▸ **DIRECTIONS**
Go through the data and copy each line where the word "once" shows up.

▸ **DATA LISTING**
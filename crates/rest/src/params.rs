// -------------------------------------------------------------------------------------------------
//  Copyright (C) 2015-2025 Nautech Systems Pty Ltd. All rights reserved.
//  https://nautechsystems.io
//
//  Licensed under the GNU Lesser General Public License Version 3.0 (the "License");
//  You may not use this file except in compliance with the License.
//  You may obtain a copy of the License at https://www.gnu.org/licenses/lgpl-3.0.en.html
//
//  Unless required by applicable law or agreed to in writing, software
//  distributed under the License is distributed on an "AS IS" BASIS,
//  WITHOUT WARRANTIES OR CONDITIONS OF ANY KIND, either express or implied.
//  See the License for the specific language governing permissions and
//  limitations under the License.
// -------------------------------------------------------------------------------------------------

//! An insertion-ordered parameter bag for exchange requests.
//!
//! [`Params`] is encoded exactly once per request, either as a query string (GET) or a JSON body
//! (POST/DELETE), and both encodings follow the order in which keys were inserted. Signers sign the
//! encoded strings, so the order a caller builds here is the order the exchange sees.
//!
//! Query encoding rules:
//! - Strings are sent verbatim (form-urlencoded).
//! - Numbers and booleans are sent as their JSON text.
//! - Arrays repeat the key once per element.
//! - Nested objects are sent as compact JSON text.
//! - `null` values are omitted, in both the query string and the JSON body.

use indexmap::IndexMap;
use serde::{
    Serialize, Serializer,
    ser::SerializeMap,
};
use serde_json::Value;

use crate::error::RestError;

/// An ordered map of request parameters.
#[derive(Clone, Debug, Default, PartialEq)]
pub struct Params(IndexMap<String, Value>);

impl Params {
    /// Creates an empty [`Params`].
    #[must_use]
    pub fn new() -> Self {
        Self::default()
    }

    /// Builds [`Params`] from any serializable struct or map.
    ///
    /// # Errors
    ///
    /// Returns [`RestError::Serialization`] if `value` does not serialize to a JSON object.
    pub fn from_serializable<S: Serialize>(value: &S) -> Result<Self, RestError> {
        match serde_json::to_value(value)? {
            Value::Object(map) => Ok(map.into_iter().collect()),
            Value::Null => Ok(Self::default()),
            other => Err(RestError::Serialization(format!(
                "expected parameters to serialize to an object, was {other}"
            ))),
        }
    }

    /// Returns these params with `key` set to `value`.
    #[must_use]
    pub fn with(mut self, key: impl Into<String>, value: impl Into<Value>) -> Self {
        self.0.insert(key.into(), value.into());
        self
    }

    /// Returns these params with `key` set to `value` when it is `Some`.
    #[must_use]
    pub fn with_opt<V: Into<Value>>(self, key: impl Into<String>, value: Option<V>) -> Self {
        match value {
            Some(value) => self.with(key, value),
            None => self,
        }
    }

    /// Sets `key` to `value`, keeping the original position if the key already exists.
    pub fn set(&mut self, key: impl Into<String>, value: impl Into<Value>) -> &mut Self {
        self.0.insert(key.into(), value.into());
        self
    }

    /// Returns the value for `key`.
    #[must_use]
    pub fn get(&self, key: &str) -> Option<&Value> {
        self.0.get(key)
    }

    /// Returns the value for `key` as a string slice, if it is a JSON string.
    #[must_use]
    pub fn get_str(&self, key: &str) -> Option<&str> {
        self.0.get(key).and_then(Value::as_str)
    }

    /// Returns the value for `key` as an unsigned integer.
    ///
    /// Accepts JSON numbers and numeric strings.
    #[must_use]
    pub fn get_u64(&self, key: &str) -> Option<u64> {
        match self.0.get(key)? {
            Value::Number(n) => n.as_u64(),
            Value::String(s) => s.parse().ok(),
            _ => None,
        }
    }

    /// Removes `key`, preserving the order of the remaining keys.
    pub fn remove(&mut self, key: &str) -> Option<Value> {
        self.0.shift_remove(key)
    }

    /// Returns true if `key` is present.
    #[must_use]
    pub fn contains_key(&self, key: &str) -> bool {
        self.0.contains_key(key)
    }

    /// Returns the number of parameters (including `null` values).
    #[must_use]
    pub fn len(&self) -> usize {
        self.0.len()
    }

    /// Returns true if no non-null parameters are present.
    #[must_use]
    pub fn is_empty(&self) -> bool {
        self.0.values().all(Value::is_null)
    }

    /// Iterates over the parameters in insertion order.
    pub fn iter(&self) -> impl Iterator<Item = (&String, &Value)> {
        self.0.iter()
    }

    /// Encodes the parameters as a form-urlencoded query string in insertion order.
    ///
    /// # Errors
    ///
    /// Returns [`RestError::Serialization`] if encoding fails.
    pub fn to_query_string(&self) -> Result<String, RestError> {
        let mut pairs: Vec<(&str, String)> = Vec::with_capacity(self.0.len());
        for (key, value) in &self.0 {
            match value {
                Value::Null => {}
                Value::Array(items) => {
                    for item in items.iter().filter(|v| !v.is_null()) {
                        pairs.push((key.as_str(), query_scalar(item)));
                    }
                }
                other => pairs.push((key.as_str(), query_scalar(other))),
            }
        }
        serde_urlencoded::to_string(&pairs)
            .map_err(|e| RestError::Serialization(format!("failed to encode query: {e}")))
    }

    /// Encodes the parameters as a compact JSON object in insertion order.
    ///
    /// # Errors
    ///
    /// Returns [`RestError::Serialization`] if encoding fails.
    pub fn to_json_body(&self) -> Result<String, RestError> {
        Ok(serde_json::to_string(self)?)
    }
}

fn query_scalar(value: &Value) -> String {
    match value {
        Value::String(s) => s.clone(),
        other => other.to_string(),
    }
}

impl Serialize for Params {
    fn serialize<S: Serializer>(&self, serializer: S) -> Result<S::Ok, S::Error> {
        let entries: Vec<_> = self.0.iter().filter(|(_, v)| !v.is_null()).collect();
        let mut map = serializer.serialize_map(Some(entries.len()))?;
        for (key, value) in entries {
            map.serialize_entry(key, value)?;
        }
        map.end()
    }
}

impl<K: Into<String>, V: Into<Value>> FromIterator<(K, V)> for Params {
    fn from_iter<I: IntoIterator<Item = (K, V)>>(iter: I) -> Self {
        Self(
            iter.into_iter()
                .map(|(k, v)| (k.into(), v.into()))
                .collect(),
        )
    }
}

impl<K: Into<String>, V: Into<Value>> Extend<(K, V)> for Params {
    fn extend<I: IntoIterator<Item = (K, V)>>(&mut self, iter: I) {
        for (key, value) in iter {
            self.0.insert(key.into(), value.into());
        }
    }
}

////////////////////////////////////////////////////////////////////////////////
// Tests
////////////////////////////////////////////////////////////////////////////////

#[cfg(test)]
mod tests {
    use rstest::rstest;
    use serde_json::json;

    use super::*;

    #[rstest]
    fn test_query_preserves_insertion_order() {
        let params = Params::new()
            .with("symbol", "BTCUSDT")
            .with("category", "linear")
            .with("limit", 50);

        assert_eq!(
            params.to_query_string().unwrap(),
            "symbol=BTCUSDT&category=linear&limit=50"
        );
    }

    #[rstest]
    fn test_query_encoding_rules() {
        let params = Params::new()
            .with("flag", true)
            .with("price", 0.5)
            .with("ids", json!(["a", "b"]))
            .with("meta", json!({"k": 1}))
            .with("skip", Value::Null)
            .with("note", "a b&c");

        assert_eq!(
            params.to_query_string().unwrap(),
            "flag=true&price=0.5&ids=a&ids=b&meta=%7B%22k%22%3A1%7D&note=a+b%26c"
        );
    }

    #[rstest]
    fn test_json_body_order_and_nulls() {
        let params = Params::new()
            .with("category", "linear")
            .with("symbol", "BTCUSDT")
            .with_opt("price", None::<String>)
            .with("orderLinkId", "test-order-1")
            .with("reduceOnly", Value::Null);

        assert_eq!(
            params.to_json_body().unwrap(),
            r#"{"category":"linear","symbol":"BTCUSDT","orderLinkId":"test-order-1"}"#
        );
    }

    #[rstest]
    fn test_set_keeps_position_and_remove_shifts() {
        let mut params = Params::new().with("a", 1).with("b", 2).with("c", 3);
        params.set("a", 10);
        params.remove("b");

        assert_eq!(params.to_query_string().unwrap(), "a=10&c=3");
        assert_eq!(params.get_u64("a"), Some(10));
        assert!(!params.contains_key("b"));
    }

    #[rstest]
    fn test_is_empty_ignores_nulls() {
        let params = Params::new().with("only", Value::Null);
        assert!(params.is_empty());
        assert_eq!(params.len(), 1);
        assert_eq!(params.to_json_body().unwrap(), "{}");
    }

    #[rstest]
    fn test_from_serializable_keeps_field_order() {
        #[derive(Serialize)]
        #[serde(rename_all = "camelCase")]
        struct Query {
            category: &'static str,
            symbol: &'static str,
            #[serde(skip_serializing_if = "Option::is_none")]
            limit: Option<u32>,
        }

        let params = Params::from_serializable(&Query {
            category: "spot",
            symbol: "ETHUSDT",
            limit: None,
        })
        .unwrap();

        assert_eq!(
            params.to_query_string().unwrap(),
            "category=spot&symbol=ETHUSDT"
        );
    }

    #[rstest]
    fn test_from_serializable_rejects_non_object() {
        assert!(matches!(
            Params::from_serializable(&vec![1, 2]),
            Err(RestError::Serialization(_))
        ));
    }

    #[rstest]
    fn test_get_u64_parses_numeric_strings() {
        let params = Params::new().with("limit", "25").with("name", "x");
        assert_eq!(params.get_u64("limit"), Some(25));
        assert_eq!(params.get_u64("name"), None);
        assert_eq!(params.get_str("name"), Some("x"));
    }
}
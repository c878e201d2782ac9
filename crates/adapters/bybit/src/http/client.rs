// -------------------------------------------------------------------------------------------------
//  Copyright (C) 2015-2025 Nautech Systems Pty Ltd. All rights reserved.
//  https://nautechsystems.io
//
//  Licensed under the GNU Lesser General Public License Version 3.0 (the "License");
//  You may not use this file except in compliance with the License.
//  You may obtain a copy of the License at https://www.gnu.org/licenses/lgpl-3.0.en.html
//
//  Unless required by applicable law or agreed to in writing, software
//  distributed under the License is distributed on an "AS IS" BASIS,
//  WITHOUT WARRANTIES OR CONDITIONS OF ANY KIND, either express or implied.
//  See the License for the specific language governing permissions and
//  limitations under the License.
// -------------------------------------------------------------------------------------------------


//! Bybit v5 HTTP client.
//!
//! Single-page methods return the full response envelope (`retCode`, `retMsg`, `result`, ...).
//! Methods ending in `_all` walk the `nextPageCursor` chain and return the concatenated
//! `result.list` items, bounded by `max_pages`.
//!
//! Free-form endpoints accept a [`Params`] bag whose keys are passed through verbatim, so callers
//! use the camelCase names from the Bybit documentation (`category`, `symbol`, `limit`, ...).

use std::{num::NonZeroU32, sync::Arc};

use kestrel_rest::{Page, Params, RequestSpec, RestClient, RestError, fetch_all_pages};
use serde::de::DeserializeOwned;
use serde_json::Value;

▸ **RESPONSE FOR THIS EXERCISE**
//! [`Params`] is encoded exactly once per request, either as a query string (GET) or a JSON body
//! - Arrays repeat the key once per element.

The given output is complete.